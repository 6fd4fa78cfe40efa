//! Consistency adjudication between two outcomes.

use serde::{Deserialize, Serialize};
use std::fmt;

use super::outcome::{Outcome, ReadOutcome, RowSet, WriteOutcome};

/// How the rows of two reads are matched.
#[derive(Debug, Clone, Copy, Default, PartialEq, Eq, Serialize, Deserialize)]
#[serde(rename_all = "lowercase")]
pub enum CompareMode {
    /// Same row sequence, same cells at each position.
    #[default]
    Ordered,
    /// Same row multiset, regardless of sequence.
    Unordered,
}

impl std::str::FromStr for CompareMode {
    type Err = String;

    fn from_str(s: &str) -> std::result::Result<Self, Self::Err> {
        match s.to_lowercase().as_str() {
            "ordered" => Ok(Self::Ordered),
            "unordered" => Ok(Self::Unordered),
            _ => Err(format!(
                "Invalid compare mode: {s}. Expected: ordered or unordered"
            )),
        }
    }
}

/// What two failed executions must share to count as consistent.
#[derive(Debug, Clone, Copy, Default, PartialEq, Eq, Serialize, Deserialize)]
#[serde(rename_all = "lowercase")]
pub enum FailurePolicy {
    /// Any two failures agree.
    #[default]
    Lenient,
    /// Failures agree only when their messages are identical.
    Strict,
}

impl std::str::FromStr for FailurePolicy {
    type Err = String;

    fn from_str(s: &str) -> std::result::Result<Self, Self::Err> {
        match s.to_lowercase().as_str() {
            "lenient" => Ok(Self::Lenient),
            "strict" => Ok(Self::Strict),
            _ => Err(format!(
                "Invalid failure policy: {s}. Expected: lenient or strict"
            )),
        }
    }
}

/// The first difference found between two outcomes.
#[derive(Debug, Clone, PartialEq, Eq)]
pub enum Divergence {
    /// Exactly one side failed.
    FailurePresence { a_failed: bool, b_failed: bool },
    /// Both sides failed with different messages (strict policy only).
    FailureContent,
    /// One side read while the other wrote.
    KindMismatch,
    AffectedRows { a: u64, b: u64 },
    RowCount { a: usize, b: usize },
    /// Zero-based index of the first row that differs (ordered mode).
    RowContent { row: usize },
    /// Same row count but different row multisets (unordered mode).
    RowMultiset,
}

impl fmt::Display for Divergence {
    fn fmt(&self, f: &mut fmt::Formatter<'_>) -> fmt::Result {
        match self {
            Self::FailurePresence { a_failed, b_failed } => write!(
                f,
                "only one source failed (A failed: {a_failed}, B failed: {b_failed})"
            ),
            Self::FailureContent => write!(f, "both sources failed with different errors"),
            Self::KindMismatch => write!(f, "sources produced different statement kinds"),
            Self::AffectedRows { a, b } => write!(f, "affected rows differ: {a} vs {b}"),
            Self::RowCount { a, b } => write!(f, "row counts differ: {a} vs {b}"),
            Self::RowContent { row } => write!(f, "row {} differs", row + 1),
            Self::RowMultiset => write!(f, "row contents differ"),
        }
    }
}

/// Result of adjudicating one pair of outcomes.
#[derive(Debug, Clone, PartialEq, Eq)]
pub enum Verdict {
    Consistent,
    Inconsistent(Divergence),
}

impl Verdict {
    pub fn is_consistent(&self) -> bool {
        matches!(self, Self::Consistent)
    }

    pub fn divergence(&self) -> Option<&Divergence> {
        match self {
            Self::Consistent => None,
            Self::Inconsistent(d) => Some(d),
        }
    }
}

/// Decides whether two outcomes of the same statement agree.
///
/// Failure presence is checked first. Values are compared only when both
/// sides succeeded; headers are never compared.
#[derive(Debug, Clone, Copy, Default, PartialEq, Eq)]
pub struct Comparator {
    pub mode: CompareMode,
    pub failure_policy: FailurePolicy,
}

impl Comparator {
    pub fn new(mode: CompareMode, failure_policy: FailurePolicy) -> Self {
        Self {
            mode,
            failure_policy,
        }
    }

    pub fn compare(&self, a: &Outcome, b: &Outcome) -> Verdict {
        match (a.failure(), b.failure()) {
            (Some(ea), Some(eb)) => {
                if self.failure_policy == FailurePolicy::Strict && ea.to_string() != eb.to_string()
                {
                    return Verdict::Inconsistent(Divergence::FailureContent);
                }
                return Verdict::Consistent;
            }
            (None, None) => {}
            (ea, eb) => {
                return Verdict::Inconsistent(Divergence::FailurePresence {
                    a_failed: ea.is_some(),
                    b_failed: eb.is_some(),
                })
            }
        }

        let divergence = match (a, b) {
            (Outcome::Write(a), Outcome::Write(b)) => compare_writes(a, b),
            (Outcome::Read(a), Outcome::Read(b)) => self.compare_reads(a, b),
            _ => Some(Divergence::KindMismatch),
        };

        divergence.map_or(Verdict::Consistent, Verdict::Inconsistent)
    }

    fn compare_reads(&self, a: &ReadOutcome, b: &ReadOutcome) -> Option<Divergence> {
        let (Some(a), Some(b)) = (a.rows(), b.rows()) else {
            return None;
        };
        match self.mode {
            CompareMode::Ordered => compare_ordered(a, b),
            CompareMode::Unordered => compare_unordered(a, b),
        }
    }
}

fn compare_writes(a: &WriteOutcome, b: &WriteOutcome) -> Option<Divergence> {
    let (a, b) = (a.affected_rows()?, b.affected_rows()?);
    (a != b).then_some(Divergence::AffectedRows { a, b })
}

fn compare_ordered(a: &RowSet, b: &RowSet) -> Option<Divergence> {
    if a.len() != b.len() {
        return Some(Divergence::RowCount {
            a: a.len(),
            b: b.len(),
        });
    }
    a.rows()
        .iter()
        .zip(b.rows())
        .position(|(ra, rb)| ra != rb)
        .map(|row| Divergence::RowContent { row })
}

fn compare_unordered(a: &RowSet, b: &RowSet) -> Option<Divergence> {
    if a.signatures() == b.signatures() {
        return None;
    }
    if a.len() != b.len() {
        return Some(Divergence::RowCount {
            a: a.len(),
            b: b.len(),
        });
    }
    Some(Divergence::RowMultiset)
}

> **What is required**: Restate all of the material above exactly as written.

> **Reply**:
repository 6fd4fa78cfe40efa
//! Consistency adjudication between two outcomes.

use serde::{Deserialize, Serialize};
use std::fmt;

use super::outcome::{Outcome, ReadOutcome, RowSet, WriteOutcome};

/// How the rows of two reads are matched.
#[derive(Debug, Clone, Copy, Default, PartialEq, Eq, Serialize, Deserialize)]
#[serde(rename_all = "lowercase")]
pub enum CompareMode {
    /// Same row sequence, same cells at each position.
    #[default]
    Ordered,
    /// Same row multiset, regardless of sequence.
    Unordered,
}

impl std::str::FromStr for CompareMode {
    type Err = String;

    fn from_str(s: &str) -> std::result::Result<Self, Self::Err> {
        match s.to_lowercase().as_str() {
            "ordered" => Ok(Self::Ordered),
            "unordered" => Ok(Self::Unordered),
            _ => Err(format!(
                "Invalid compare mode: {s}. Expected: ordered or unordered"
            )),
        }
    }
}

/// What two failed executions must share to count as consistent.
#[derive(Debug, Clone, Copy, Default, PartialEq, Eq, Serialize, Deserialize)]
#[serde(rename_all = "lowercase")]
pub enum FailurePolicy {
    /// Any two failures agree.
    #[default]
    Lenient,
    /// Failures agree only when their messages are identical.
    Strict,
}

impl std::str::FromStr for FailurePolicy {
    type Err = String;

    fn from_str(s: &str) -> std::result::Result<Self, Self::Err> {
        match s.to_lowercase().as_str() {
            "lenient" => Ok(Self::Lenient),
            "strict" => Ok(Self::Strict),
            _ => Err(format!(
                "Invalid failure policy: {s}. Expected: lenient or strict"
            )),
        }
    }
}

/// The first difference found between two outcomes.
#[derive(Debug, Clone, PartialEq, Eq)]
pub enum Divergence {
    /// Exactly one side failed.
    FailurePresence { a_failed: bool, b_failed: bool },
    /// Both sides failed with different messages (strict policy only).
    FailureContent,
    /// One side read while the other wrote.
    KindMismatch,
    AffectedRows { a: u64, b: u64 },
    RowCount { a: usize, b: usize },
    /// Zero-based index of the first row that differs (ordered mode).
    RowContent { row: usize },
    /// Same row count but different row multisets (unordered mode).
    RowMultiset,
}

impl fmt::Display for Divergence {
    fn fmt(&self, f: &mut fmt::Formatter<'_>) -> fmt::Result {
        match self {
            Self::FailurePresence { a_failed, b_failed } => write!(
                f,
                "only one source failed (A failed: {a_failed}, B failed: {b_failed})"
            ),
            Self::FailureContent => write!(f, "both sources failed with different errors"),
            Self::KindMismatch => write!(f, "sources produced different statement kinds"),
            Self::AffectedRows { a, b } => write!(f, "affected rows differ: {a} vs {b}"),
            Self::RowCount { a, b } => write!(f, "row counts differ: {a} vs {b}"),
            Self::RowContent { row } => write!(f, "row {} differs", row + 1),
            Self::RowMultiset => write!(f, "row contents differ"),
        }
    }
}

/// Result of adjudicating one pair of outcomes.
#[derive(Debug, Clone, PartialEq, Eq)]
pub enum Verdict {
    Consistent,
    Inconsistent(Divergence),
}

impl Verdict {
    pub fn is_consistent(&self) -> bool {
        matches!(self, Self::Consistent)
    }

    pub fn divergence(&self) -> Option<&Divergence> {
        match self {
            Self::Consistent => None,
            Self::Inconsistent(d) => Some(d),
        }
    }
}

/// Decides whether two outcomes of the same statement agree.
///
/// Failure presence is checked first. Values are compared only when both
/// sides succeeded; headers are never compared.
#[derive(Debug, Clone, Copy, Default, PartialEq, Eq)]
pub struct Comparator {
    pub mode: CompareMode,
    pub failure_policy: FailurePolicy,
}

impl Comparator {
    pub fn new(mode: CompareMode, failure_policy: FailurePolicy) -> Self {
        Self {
            mode,
            failure_policy,
        }
    }

    pub fn compare(&self, a: &Outcome, b: &Outcome) -> Verdict {
        match (a.failure(), b.failure()) {
            (Some(ea), Some(eb)) => {
                if self.failure_policy == FailurePolicy::Strict && ea.to_string() != eb.to_string()
                {
                    return Verdict::Inconsistent(Divergence::FailureContent);
                }
                return Verdict::Consistent;
            }
            (None, None) => {}
            (ea, eb) => {
                return Verdict::Inconsistent(Divergence::FailurePresence {
                    a_failed: ea.is_some(),
                    b_failed: eb.is_some(),
                })
            }
        }

        let divergence = match (a, b) {
            (Outcome::Write(a), Outcome::Write(b)) => compare_writes(a, b),
            (Outcome::Read(a), Outcome::Read(b)) => self.compare_reads(a, b),
            _ => Some(Divergence::KindMismatch),
        };

        divergence.map_or(Verdict::Consistent, Verdict::Inconsistent)
    }

    fn compare_reads(&self, a: &ReadOutcome, b: &ReadOutcome) -> Option<Divergence> {
        let (Some(a), Some(b)) = (a.rows(), b.rows()) else {
            return None;
        };
        match self.mode {
            CompareMode::Ordered => compare_ordered(a, b),
            CompareMode::Unordered => compare_unordered(a, b),
        }
    }
}

fn compare_writes(a: &WriteOutcome, b: &WriteOutcome) -> Option<Divergence> {
    let (a, b) = (a.affected_rows()?, b.affected_rows()?);
    (a != b).then_some(Divergence::AffectedRows { a, b })
}

fn compare_ordered(a: &RowSet, b: &RowSet) -> Option<Divergence> {
    if a.len() != b.len() {
        return Some(Divergence::RowCount {
            a: a.len(),
            b: b.len(),
        });
    }
    a.rows()
        .iter()
        .zip(b.rows())
        .position(|(ra, rb)| ra != rb)
        .map(|row| Divergence::RowContent { row })
}

fn compare_unordered(a: &RowSet, b: &RowSet) -> Option<Divergence> {
    if a.signatures() == b.signatures() {
        return None;
    }
    if a.len() != b.len() {
        return Some(Divergence::RowCount {
            a: a.len(),
            b: b.len(),
        });
    }
    Some(Divergence::RowMultiset)
}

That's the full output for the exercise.